Note that S is a subset of P, so declare it a subspace and give it the subspace topology from P. A base open set in P restricts finitely many components to open sets and leaves the remaining components unconstrained. If z is any point in this open set, set most of its components to zero to get a point y in S. Thus S intersects every open set, and is dense in P. The base of P establishes the base of S.
If S wholly contains a base open set from P then S contains some point z in this open set, such that z is nonzero on all the unconstrained coordinates. Yet the points of S are zero almost everywhere, hence S cannot contain a base open set from P. Therefore S is not open in P. Since S is dense in P, it is not closed in P either. A set is connected if it cannot be partitioned into two nonempty subsets that are enclosed in disjoint open sets. Applying this definition to the entire space, the space is connected if it cannot be partitioned into two open sets. Equivalently, the only sets that are both open and closed are the entire space and the empty set.
If T is the image of S through a continuous function f, and two open sets separate two pieces of T, pull these back to find two open sets that separate S. If T is disconnected then so is S. Turn this around, and the continuous image of a connected set is connected. A continuous function may blend components together, but it can't pull them apart.
Consider the closed unit interval from 0 to 1. Let this be the entire space, or embed it in n dimensional space if you prefer. If it is not connected then partition it into sets S and T. Assume, without loss of generality, that T contains 1. Let u be the upper bound of S. Now u is in S or in T. Suppose u is in S. Every open set containing S contains some of T, and S and T cannot be housed in disjoint open sets. Similar trouble arises if u is in T, hence the unit interval is connected. A path is the image of the closed interval [0,1] under a continuous function.
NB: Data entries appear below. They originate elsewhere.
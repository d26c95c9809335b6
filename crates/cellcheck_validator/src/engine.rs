//! Sheet comparison engine.
//!
//! This module provides the [`SheetDifferentiator`] that walks two tables row
//! by row, resolves a validator per column, records one summary entry per
//! cell and sends the matching highlight instruction to the reference table.

use crate::{RowComparator, ValidatorRegistry};
use cellcheck_core::{
    CellCoordinate, CellValue, ComparisonResult, ComparisonSummary, HighlightSink, SummaryEntry,
    TableSource,
};
use serde::{Deserialize, Serialize};
use std::sync::Arc;
use std::sync::atomic::{AtomicBool, Ordering};
use std::time::Instant;
use tracing::{debug, warn};

/// Validator name recorded for cells of rows that exist in only one table.
pub const ROW_ALIGNMENT: &str = "row_alignment";

/// Result recorded for cells of rows that exist in only one table.
#[derive(Debug, Clone, Copy, PartialEq, Eq, Default, Serialize, Deserialize)]
#[serde(rename_all = "snake_case")]
pub enum MissingRowPolicy {
    /// Report missing rows as DIFFERENT
    #[default]
    Different,
    /// Report missing rows as ERROR
    Error,
}

impl MissingRowPolicy {
    /// The result recorded for every cell of a missing row.
    pub fn result(self) -> ComparisonResult {
        match self {
            MissingRowPolicy::Different => ComparisonResult::Different,
            MissingRowPolicy::Error => ComparisonResult::Error,
        }
    }
}

/// Options of a comparison run.
///
/// Every row is compared over the cells it has: a row present in both tables
/// spans the longer of its two versions, a row present in one table spans
/// that version. The entry count of a run is therefore the sum of these row
/// widths, which is the cell count of the longer table for rectangular input.
#[derive(Debug, Clone)]
pub struct DiffOptions {
    /// Row 0 holds column names and is not compared
    pub has_header: bool,

    /// How rows present in only one table are reported
    pub missing_rows: MissingRowPolicy,

    /// Flag checked between rows; a set flag stops the run
    pub interrupt: Option<Arc<AtomicBool>>,
}

impl Default for DiffOptions {
    fn default() -> Self {
        Self {
            has_header: true,
            missing_rows: MissingRowPolicy::default(),
            interrupt: None,
        }
    }
}

impl DiffOptions {
    /// Creates default options (header row, missing rows DIFFERENT).
    pub fn new() -> Self {
        Self::default()
    }

    /// Sets whether row 0 is a header.
    pub fn with_header(mut self, has_header: bool) -> Self {
        self.has_header = has_header;
        self
    }

    /// Sets how missing rows are reported.
    pub fn with_missing_rows(mut self, policy: MissingRowPolicy) -> Self {
        self.missing_rows = policy;
        self
    }

    /// Sets a shared interruption flag.
    pub fn with_interrupt(mut self, flag: Arc<AtomicBool>) -> Self {
        self.interrupt = Some(flag);
        self
    }

    fn interrupted(&self) -> bool {
        self.interrupt
            .as_ref()
            .is_some_and(|flag| flag.load(Ordering::Relaxed))
    }
}

/// Statistics of one comparison run.
#[derive(Debug, Clone, Default, PartialEq, Eq, Serialize, Deserialize)]
pub struct DiffOutcome {
    /// Number of data rows processed (header excluded)
    pub rows_compared: usize,

    /// Number of summary entries recorded
    pub cells_compared: usize,

    /// Number of rows present in only one table
    pub missing_rows: usize,

    /// Number of measured rows sent to the reference because they differ
    pub inserted_rows: usize,

    /// True if the run was stopped by the interruption flag
    pub interrupted: bool,

    /// Duration in milliseconds
    pub duration_ms: u64,
}

/// Compares a measured table against a reference table.
///
/// # Example
///
/// ```rust
/// use cellcheck_core::{ComparisonResult, ComparisonSummary};
/// use cellcheck_validator::{
///     DiffOptions, MemoryTable, SheetDifferentiator, TolerantFloatValidator,
///     ValidatorRegistryBuilder,
/// };
///
/// let registry = ValidatorRegistryBuilder::new()
///     .column("amount", TolerantFloatValidator::new(0.05, 0.05).unwrap())
///     .build();
/// let differ = SheetDifferentiator::new(&registry, DiffOptions::new());
///
/// let measured: MemoryTable = serde_json::from_str(r#"[["id", "amount"], [1, 10.03]]"#).unwrap();
/// let mut reference: MemoryTable = serde_json::from_str(r#"[["id", "amount"], [1, 10.0]]"#).unwrap();
///
/// let mut summary = ComparisonSummary::new();
/// let outcome = differ.differentiate(&measured, &mut reference, &mut summary);
///
/// assert_eq!(outcome.rows_compared, 1);
/// assert_eq!(summary.count(ComparisonResult::Almost), 1);
/// assert_eq!(reference.style_at(1, 1), Some(ComparisonResult::Almost));
/// ```
#[derive(Debug, Clone)]
pub struct SheetDifferentiator<'a> {
    registry: &'a ValidatorRegistry,
    options: DiffOptions,
}

/// Entries of one row and where the row was found.
struct RowEntries {
    row: usize,
    entries: Vec<SummaryEntry>,
    missing: bool,
    in_measured: bool,
}

impl<'a> SheetDifferentiator<'a> {
    /// Creates a differentiator.
    pub fn new(registry: &'a ValidatorRegistry, options: DiffOptions) -> Self {
        Self { registry, options }
    }

    /// Options of this differentiator.
    pub fn options(&self) -> &DiffOptions {
        &self.options
    }

    /// Compares `measured` against `reference`.
    ///
    /// For every compared cell a highlight instruction is sent to `reference`
    /// and an entry is appended to `summary`, in row-major order. With a
    /// header, row 0 of the reference names the columns and is neither
    /// compared nor highlighted.
    pub fn differentiate<M, R>(
        &self,
        measured: &M,
        reference: &mut R,
        summary: &mut ComparisonSummary,
    ) -> DiffOutcome
    where
        M: TableSource + ?Sized,
        R: TableSource + HighlightSink + ?Sized,
    {
        let start = Instant::now();
        let header = self.header(&*reference, summary);
        let (first_row, row_count) = self.row_range(measured, &*reference);
        let mut outcome = DiffOutcome::default();

        for row in first_row..row_count {
            if self.options.interrupted() {
                outcome.interrupted = true;
                break;
            }

            let row_entries = self.row_entries(measured, &*reference, row, &header);
            commit(row_entries, reference, summary, &mut outcome);
        }

        self.finish(outcome, measured, &*reference, start)
    }

    /// Compares `measured` against `reference` without highlighting and
    /// returns a fresh summary.
    pub fn summarize<M, R>(&self, measured: &M, reference: &R) -> ComparisonSummary
    where
        M: TableSource + ?Sized,
        R: TableSource + ?Sized,
    {
        let mut summary = ComparisonSummary::new();
        self.differentiate(measured, &mut Unhighlighted(reference), &mut summary);
        summary
    }

    /// Same as [`SheetDifferentiator::differentiate`], computing rows in
    /// parallel.
    ///
    /// Results are committed in row order, so entries and highlights are
    /// identical to a sequential run.
    #[cfg(feature = "parallel")]
    pub fn differentiate_parallel<M, R>(
        &self,
        measured: &M,
        reference: &mut R,
        summary: &mut ComparisonSummary,
    ) -> DiffOutcome
    where
        M: TableSource + Sync + ?Sized,
        R: TableSource + HighlightSink + Sync + ?Sized,
    {
        use rayon::prelude::*;

        let start = Instant::now();
        let header = self.header(&*reference, summary);
        let (first_row, row_count) = self.row_range(measured, &*reference);
        let shared: &R = reference;

        let rows: Vec<Option<RowEntries>> = (first_row..row_count)
            .into_par_iter()
            .map(|row| {
                (!self.options.interrupted())
                    .then(|| self.row_entries(measured, shared, row, &header))
            })
            .collect();

        let mut outcome = DiffOutcome::default();
        for row_entries in rows {
            let Some(row_entries) = row_entries else {
                outcome.interrupted = true;
                break;
            };
            commit(row_entries, reference, summary, &mut outcome);
        }

        self.finish(outcome, measured, &*reference, start)
    }

    /// Reads the header row and stores it in the summary.
    fn header<R: TableSource + ?Sized>(
        &self,
        reference: &R,
        summary: &mut ComparisonSummary,
    ) -> Vec<String> {
        if !self.options.has_header || reference.row_count() == 0 {
            return Vec::new();
        }

        let header: Vec<String> = reference
            .row_values(0)
            .iter()
            .map(|value| value.as_header_name().unwrap_or_default())
            .collect();
        summary.set_header_values(header.clone());
        header
    }

    fn row_range<M, R>(&self, measured: &M, reference: &R) -> (usize, usize)
    where
        M: TableSource + ?Sized,
        R: TableSource + ?Sized,
    {
        let first_row = usize::from(self.options.has_header);
        let row_count = measured.row_count().max(reference.row_count());
        (first_row, row_count.max(first_row))
    }

    fn row_entries<M, R>(&self, measured: &M, reference: &R, row: usize, header: &[String]) -> RowEntries
    where
        M: TableSource + ?Sized,
        R: TableSource + ?Sized,
    {
        let in_measured = row < measured.row_count();
        let in_reference = row < reference.row_count();

        if in_measured && in_reference {
            let entries = RowComparator::new(self.registry, header).compare_rows(
                row,
                &reference.row_values(row),
                &measured.row_values(row),
            );
            return RowEntries {
                row,
                entries,
                missing: false,
                in_measured,
            };
        }

        let result = self.options.missing_rows.result();
        let values = if in_reference {
            reference.row_values(row)
        } else {
            measured.row_values(row)
        };
        let entries = values
            .into_iter()
            .enumerate()
            .map(|(column, value)| {
                let (expected, actual) = if in_reference {
                    (value, CellValue::Empty)
                } else {
                    (CellValue::Empty, value)
                };
                SummaryEntry::new(
                    CellCoordinate::new(row, column),
                    expected,
                    actual,
                    result,
                    ROW_ALIGNMENT,
                )
            })
            .collect();

        RowEntries {
            row,
            entries,
            missing: true,
            in_measured,
        }
    }

    fn finish<M, R>(&self, mut outcome: DiffOutcome, measured: &M, reference: &R, start: Instant) -> DiffOutcome
    where
        M: TableSource + ?Sized,
        R: TableSource + ?Sized,
    {
        outcome.duration_ms = start.elapsed().as_millis() as u64;

        if outcome.missing_rows > 0 {
            warn!(
                "Row count mismatch: measured has {} rows, reference has {}; {} rows reported as {}",
                measured.row_count(),
                reference.row_count(),
                outcome.missing_rows,
                self.options.missing_rows.result()
            );
        }
        if outcome.interrupted {
            warn!("Comparison interrupted after {} rows", outcome.rows_compared);
        }
        debug!(
            "Compared {} rows ({} cells) in {}ms",
            outcome.rows_compared, outcome.cells_compared, outcome.duration_ms
        );

        outcome
    }
}

/// Sends highlights and records entries of one row, pairwise, then passes
/// a differing measured row to the sink.
fn commit<R>(
    row_entries: RowEntries,
    reference: &mut R,
    summary: &mut ComparisonSummary,
    outcome: &mut DiffOutcome,
) where
    R: HighlightSink + ?Sized,
{
    outcome.rows_compared += 1;
    outcome.cells_compared += row_entries.entries.len();
    if row_entries.missing {
        outcome.missing_rows += 1;
    }

    let foul = row_entries.in_measured
        && row_entries.entries.iter().any(|entry| entry.result.is_foul());
    let measured_row: Option<(Vec<CellValue>, Vec<ComparisonResult>)> = foul.then(|| {
        row_entries
            .entries
            .iter()
            .map(|entry| (entry.actual.clone(), entry.result))
            .unzip()
    });

    for entry in row_entries.entries {
        reference.set_style(entry.coordinate, entry.result);
        summary.record(entry);
    }

    if let Some((values, results)) = measured_row {
        reference.insert_measured_row(row_entries.row, &values, &results);
        outcome.inserted_rows += 1;
    }
}

/// Read-only view of a table that drops highlight instructions.
struct Unhighlighted<'t, T: ?Sized>(&'t T);

impl<T: TableSource + ?Sized> TableSource for Unhighlighted<'_, T> {
    fn row_count(&self) -> usize {
        self.0.row_count()
    }

    fn column_count(&self) -> usize {
        self.0.column_count()
    }

    fn get_cell(&self, row: usize, column: usize) -> CellValue {
        self.0.get_cell(row, column)
    }

    fn row_values(&self, row: usize) -> Vec<CellValue> {
        self.0.row_values(row)
    }
}

impl<T: ?Sized> HighlightSink for Unhighlighted<'_, T> {
    fn set_style(&mut self, _coordinate: CellCoordinate, _result: ComparisonResult) {}
}
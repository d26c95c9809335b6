//! Parser for cellcheck comparison configurations (YAML/TOML formats).
//!
//! This module provides functionality to parse comparison configurations from
//! YAML and TOML files into the strongly-typed [`CompareConfig`] structure.
//!
//! # Example
//!
//! ```rust
//! use cellcheck_parser::parse_yaml;
//!
//! let yaml = r#"
//! has_header: true
//! locale: german
//! columns:
//!   - name: amount
//!     validator: { type: tolerant_float, delta_up: 0.05, delta_down: 0.05, precision: 2 }
//!   - index: 0
//!     validator: { type: omitted }
//! "#;
//!
//! let config = parse_yaml(yaml).expect("Failed to parse configuration");
//! assert_eq!(config.columns.len(), 2);
//!
//! let registry = config.build_registry().expect("Invalid configuration");
//! assert_eq!(registry.len(), 2);
//! ```

mod config;

pub use config::*;

use cellcheck_core::ConfigurationError;
use std::path::Path;
use thiserror::Error;

/// Errors that can occur while loading a configuration.
#[derive(Debug, Error)]
pub enum ParserError {
    /// YAML parsing or deserialization failed
    #[error("Failed to parse YAML: {0}")]
    YamlError(#[from] serde_yaml_ng::Error),

    /// TOML parsing or deserialization failed
    #[error("Failed to parse TOML: {0}")]
    TomlError(String),

    /// File I/O error
    #[error("File I/O error: {0}")]
    IoError(#[from] std::io::Error),

    /// Unsupported file format
    #[error("Unsupported file format: {0}")]
    UnsupportedFormat(String),

    /// Invalid file extension
    #[error("Invalid or missing file extension")]
    InvalidExtension,

    /// The configuration parsed but holds invalid values
    #[error(transparent)]
    Configuration(#[from] ConfigurationError),
}

/// Result type alias for parser operations.
pub type Result<T> = std::result::Result<T, ParserError>;

/// Supported configuration file formats.
#[derive(Debug, Clone, Copy, PartialEq, Eq)]
pub enum ConfigFormat {
    /// YAML format (.yml, .yaml)
    Yaml,
    /// TOML format (.toml)
    Toml,
}

/// Parse a configuration from a YAML string.
pub fn parse_yaml(content: &str) -> Result<CompareConfig> {
    let config: CompareConfig = serde_yaml_ng::from_str(content)?;
    Ok(config)
}

/// Parse a configuration from a TOML string.
///
/// # Example
///
/// ```rust
/// use cellcheck_parser::parse_toml;
///
/// let toml = r#"
/// has_header = false
/// missing_rows = "error"
///
/// [default_validator]
/// type = "number"
/// digits = 2
///
/// [[columns]]
/// name = "comment"
/// validator = { type = "ignore" }
/// "#;
///
/// let config = parse_toml(toml).unwrap();
/// assert!(!config.has_header);
/// assert_eq!(config.columns[0].name.as_deref(), Some("comment"));
/// ```
pub fn parse_toml(content: &str) -> Result<CompareConfig> {
    let config: CompareConfig =
        toml::from_str(content).map_err(|e| ParserError::TomlError(e.to_string()))?;
    Ok(config)
}

/// Detect the configuration format from a file path based on its extension.
///
/// # Supported Extensions
///
/// * `.yaml`, `.yml` → `ConfigFormat::Yaml`
/// * `.toml` → `ConfigFormat::Toml`
///
/// # Errors
///
/// Returns `ParserError::InvalidExtension` if the file has no extension.
/// Returns `ParserError::UnsupportedFormat` if the extension is not recognized.
pub fn detect_format(path: &Path) -> Result<ConfigFormat> {
    let extension = path
        .extension()
        .and_then(|ext| ext.to_str())
        .ok_or(ParserError::InvalidExtension)?;

    match extension.to_lowercase().as_str() {
        "yaml" | "yml" => Ok(ConfigFormat::Yaml),
        "toml" => Ok(ConfigFormat::Toml),
        other => Err(ParserError::UnsupportedFormat(other.to_string())),
    }
}

/// Parse a configuration from a file with automatic format detection.
///
/// ```no_run
/// use cellcheck_parser::parse_file;
/// use std::path::Path;
///
/// let config = parse_file(Path::new("compare.yml")).unwrap();
/// println!("Loaded {} column rules", config.columns.len());
/// ```
pub fn parse_file(path: &Path) -> Result<CompareConfig> {
    let format = detect_format(path)?;
    let content = std::fs::read_to_string(path)?;

    match format {
        ConfigFormat::Yaml => parse_yaml(&content),
        ConfigFormat::Toml => parse_toml(&content),
    }
}

/// Parse a configuration file and check that all values are valid.
pub fn load_config(path: &Path) -> Result<CompareConfig> {
    let config = parse_file(path)?;
    config.build_store()?;
    Ok(config)
}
Since the unit interval is connected, every path is connected.
If h is a path's function, the path connects x and y if h(0) = x and h(1) = y. x is connected to itself by the trivial path. Reverse the path to show path connectivity is symmetric. Put two paths together, as the image of [0,½] and the image of [½,1], to show path connectivity is transitive. That is, x connects to y and y connects to z then x connects to z. This is an equivalence relation. All the points in a path connected component can be connected to each other. A set, or space, is path connected if it consists of one path connected component.
The continuous image of a path is another path; just compose the functions. The image of a path connected component is another path connected component. A continuous function may blend path components together, but it cannot pull them apart.
If two spaces are homeomorphic, connected components, or path connected components, correspond 1 for 1. The number of components and path components is a topological invariant. Two disjoint spheres cannot be homeomorphic to one sphere. This is the beginning of a parade of topological invariants, used to show various spaces cannot be homeomorphic.
Let C be a path connected component and suppose it is not connected. Separate C into two disjoint open sets and draw a path from a point in one set to a point in the other. Our path is now separated into two open sets. This contradicts the fact that every path is connected. Therefore path connected implies connected.
The converse is not true. Consider the curve sin(1/x) for x > 0, union the origin. This is called the topologist's sine curve. Try to disconnect this set into two pieces A and B, where A houses the origin. Let t be the lower bound of the x coordinates of the points in B. If t is positive, look at t,f(t) on the curve. Every open ball about this point includes points from A and B, so if t,f(t) belongs to either A or B, that set is not open. This is a contradiction, hence t = 0. B includes x coordinates arbitrarily close to 0. Now A is open, so A includes a positive x coordinate. Let A include the x coordinate t, while B includes the x coordinate s, with s < t. Now A and B disconnect the curve from s to t, which is a path. A path cannot be disconnected, hence this set is connected.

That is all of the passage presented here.